→ **Task instructions**
Please copy out the lines in the entries that contain "USING".

→ **Dataset**

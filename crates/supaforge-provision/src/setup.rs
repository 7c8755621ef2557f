//! Table, index and policy provisioning.

use crate::statement::{Statement, StatementKind, StatementSet};
use crate::target::{
    ConfigTarget, INDEX_ACTIVE_PER_EMAIL, INDEX_EMAIL, INDEX_EMAIL_VERSION, INDEX_IS_ACTIVE,
    INDEXES, POLICIES, POLICY_DEACTIVATE_OWN, POLICY_INSERT_OWN, POLICY_SELECT_OWN_ACTIVE,
    POLICY_UPDATE_OWN, quote_ident, quote_literal,
};
use serde::{Deserialize, Serialize};
use std::collections::BTreeSet;

/// Provisioning objects observed on the target.
#[derive(Debug, Clone, Default, PartialEq, Eq, Serialize, Deserialize)]
pub struct ProvisionState {
    #[serde(default)]
    pub table_exists: bool,
    #[serde(default)]
    pub indexes: BTreeSet<String>,
    #[serde(default)]
    pub rls_enabled: bool,
    #[serde(default)]
    pub policies: BTreeSet<String>,
}

impl ProvisionState {
    /// Nothing provisioned yet.
    pub fn fresh() -> Self {
        Self::default()
    }

    /// Every object the setup plan creates.
    pub fn complete() -> Self {
        Self {
            table_exists: true,
            indexes: INDEXES.iter().map(|s| s.to_string()).collect(),
            rls_enabled: true,
            policies: POLICIES.iter().map(|s| s.to_string()).collect(),
        }
    }

    pub fn is_complete(&self) -> bool {
        self.missing().is_empty()
    }

    /// Names of objects the setup plan would still create.
    pub fn missing(&self) -> Vec<String> {
        let mut missing = Vec::new();
        if !self.table_exists {
            missing.push(ConfigTarget::fixed().display_name());
        }
        for index in INDEXES {
            if !self.indexes.contains(index) {
                missing.push(format!("index {}", index));
            }
        }
        if !self.rls_enabled {
            missing.push("row level security".to_string());
        }
        for policy in POLICIES {
            if !self.policies.contains(policy) {
                missing.push(format!("policy {}", policy));
            }
        }
        missing
    }

    /// Record the effect of successfully executed setup statements.
    /// Statements of other kinds leave the state unchanged.
    pub fn apply(&mut self, set: &StatementSet) {
        for kind in set.kinds() {
            match kind {
                StatementKind::CreateTable => self.table_exists = true,
                StatementKind::CreateIndex { name } => {
                    self.indexes.insert(name.clone());
                }
                StatementKind::EnableRls => self.rls_enabled = true,
                StatementKind::CreatePolicy { name } => {
                    self.policies.insert(name.clone());
                }
                StatementKind::AdvisoryLock { .. }
                | StatementKind::DeactivateActive { .. }
                | StatementKind::InsertNextVersion { .. } => {}
            }
        }
    }
}

/// Statements creating whatever `state` lacks, in dependency order.
///
/// Each statement is individually guarded (`IF NOT EXISTS` or a
/// `pg_policies` lookup), so running the plan against a target that moved
/// on since `state` was observed is still harmless. The set is not
/// transactional: an executor stops at the first failure and the next
/// plan picks up from the observed state.
pub fn plan_setup(state: &ProvisionState) -> StatementSet {
    let target = ConfigTarget::fixed();
    let table = target.qualified_ident();
    let mut statements = Vec::new();

    if !state.table_exists {
        statements.push(Statement::new(
            StatementKind::CreateTable,
            format!(
                "CREATE TABLE IF NOT EXISTS {} (\n    \
                 id bigint GENERATED ALWAYS AS IDENTITY PRIMARY KEY,\n    \
                 email text NOT NULL,\n    \
                 project_name text,\n    \
                 version integer NOT NULL DEFAULT 1,\n    \
                 tools jsonb NOT NULL,\n    \
                 is_active boolean NOT NULL DEFAULT true,\n    \
                 created_at timestamptz NOT NULL DEFAULT now(),\n    \
                 updated_at timestamptz NOT NULL DEFAULT now()\n)",
                table
            ),
        ));
    }

    for index in INDEXES {
        if state.indexes.contains(index) {
            continue;
        }
        let definition = match index {
            INDEX_EMAIL => "(email)",
            INDEX_IS_ACTIVE => "(is_active)",
            INDEX_ACTIVE_PER_EMAIL => "(email) WHERE is_active",
            INDEX_EMAIL_VERSION => "(email, version)",
            _ => continue,
        };
        let unique = if index.starts_with("uq_") { "UNIQUE " } else { "" };
        statements.push(Statement::new(
            StatementKind::CreateIndex {
                name: index.to_string(),
            },
            format!(
                "CREATE {}INDEX IF NOT EXISTS {} ON {} {}",
                unique,
                quote_ident(index),
                table,
                definition
            ),
        ));
    }

    if !state.rls_enabled {
        statements.push(Statement::new(
            StatementKind::EnableRls,
            format!("ALTER TABLE {} ENABLE ROW LEVEL SECURITY", table),
        ));
    }

    for policy in POLICIES {
        if state.policies.contains(policy) {
            continue;
        }
        let clause = match policy {
            POLICY_SELECT_OWN_ACTIVE => "FOR SELECT USING (email = auth.email() AND is_active)",
            POLICY_INSERT_OWN => "FOR INSERT WITH CHECK (email = auth.email())",
            POLICY_UPDATE_OWN => {
                "FOR UPDATE USING (email = auth.email()) WITH CHECK (email = auth.email())"
            }
            POLICY_DEACTIVATE_OWN => {
                "FOR UPDATE USING (email = auth.email() AND is_active) \
                 WITH CHECK (email = auth.email() AND NOT is_active)"
            }
            _ => continue,
        };
        statements.push(Statement::new(
            StatementKind::CreatePolicy {
                name: policy.to_string(),
            },
            format!(
                "DO $$\nBEGIN\n  IF NOT EXISTS (\n    SELECT 1 FROM pg_policies\n    \
                 WHERE schemaname = {} AND tablename = {} AND policyname = {}\n  ) THEN\n    \
                 CREATE POLICY {} ON {} {};\n  END IF;\nEND\n$$",
                quote_literal(target.schema()),
                quote_literal(target.table()),
                quote_literal(policy),
                quote_ident(policy),
                table,
                clause
            ),
        ));
    }

    tracing::debug!(
        target_relation = %target.display_name(),
        statements = statements.len(),
        "Planned configuration store setup"
    );

    StatementSet {
        statements,
        transactional: false,
    }
}

/// Operator-facing notes that accompany every setup plan.
pub fn setup_notes() -> Vec<String> {
    vec![
        format!(
            "only {} is created or modified; no other relation or policy is touched",
            ConfigTarget::fixed().display_name()
        ),
        "policies key on auth.email(), which is unavailable to service-role sessions; \
         service-role writes bypass RLS and must set email explicitly"
            .to_string(),
    ]
}

#[cfg(test)]
mod tests {
    use super::*;

    #[test]
    fn test_fresh_target_gets_full_plan() {
        let plan = plan_setup(&ProvisionState::fresh());
        assert_eq!(plan.len(), 10);
        assert!(!plan.transactional);
        assert_eq!(plan.statements[0].kind, StatementKind::CreateTable);
        assert!(plan.statements[0].sql.starts_with(
            "CREATE TABLE IF NOT EXISTS \"public\".\"tool_configurations\""
        ));
        assert!(plan.render().contains(
            "CREATE UNIQUE INDEX IF NOT EXISTS \"uq_tool_config_active_per_email\" \
             ON \"public\".\"tool_configurations\" (email) WHERE is_active;"
        ));
    }

    #[test]
    fn test_replanning_after_apply_is_empty() {
        let mut state = ProvisionState::fresh();
        let first = plan_setup(&state);
        state.apply(&first);

        assert!(state.is_complete());
        assert_eq!(state, ProvisionState::complete());
        assert!(plan_setup(&state).is_empty());
    }

    #[test]
    fn test_partial_state_plans_only_missing_objects() {
        let mut state = ProvisionState::complete();
        state.policies.remove(POLICY_DEACTIVATE_OWN);
        state.indexes.remove(INDEX_EMAIL_VERSION);

        let plan = plan_setup(&state);
        let kinds: Vec<_> = plan.kinds().cloned().collect();
        assert_eq!(
            kinds,
            vec![
                StatementKind::CreateIndex {
                    name: INDEX_EMAIL_VERSION.to_string()
                },
                StatementKind::CreatePolicy {
                    name: POLICY_DEACTIVATE_OWN.to_string()
                },
            ]
        );
        assert_eq!(
            state.missing(),
            vec![
                "index uq_tool_config_email_version".to_string(),
                "policy deactivate_own".to_string()
            ]
        );
    }

    #[test]
    fn test_policies_are_guarded() {
        let plan = plan_setup(&ProvisionState::fresh());
        for stmt in &plan.statements {
            if let StatementKind::CreatePolicy { name } = &stmt.kind {
                assert!(stmt.sql.contains("IF NOT EXISTS"));
                assert!(stmt.sql.contains(&format!("policyname = '{}'", name)));
            }
        }
    }

    #[test]
    fn test_every_statement_targets_config_table() {
        let plan = plan_setup(&ProvisionState::fresh());
        for stmt in &plan.statements {
            assert!(stmt.sql.contains("\"public\".\"tool_configurations\""));
        }
    }
}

→ **Exercise response**
            POLICY_SELECT_OWN_ACTIVE => "FOR SELECT USING (email = auth.email() AND is_active)",
                "FOR UPDATE USING (email = auth.email()) WITH CHECK (email = auth.email())"
                "FOR UPDATE USING (email = auth.email() AND is_active) \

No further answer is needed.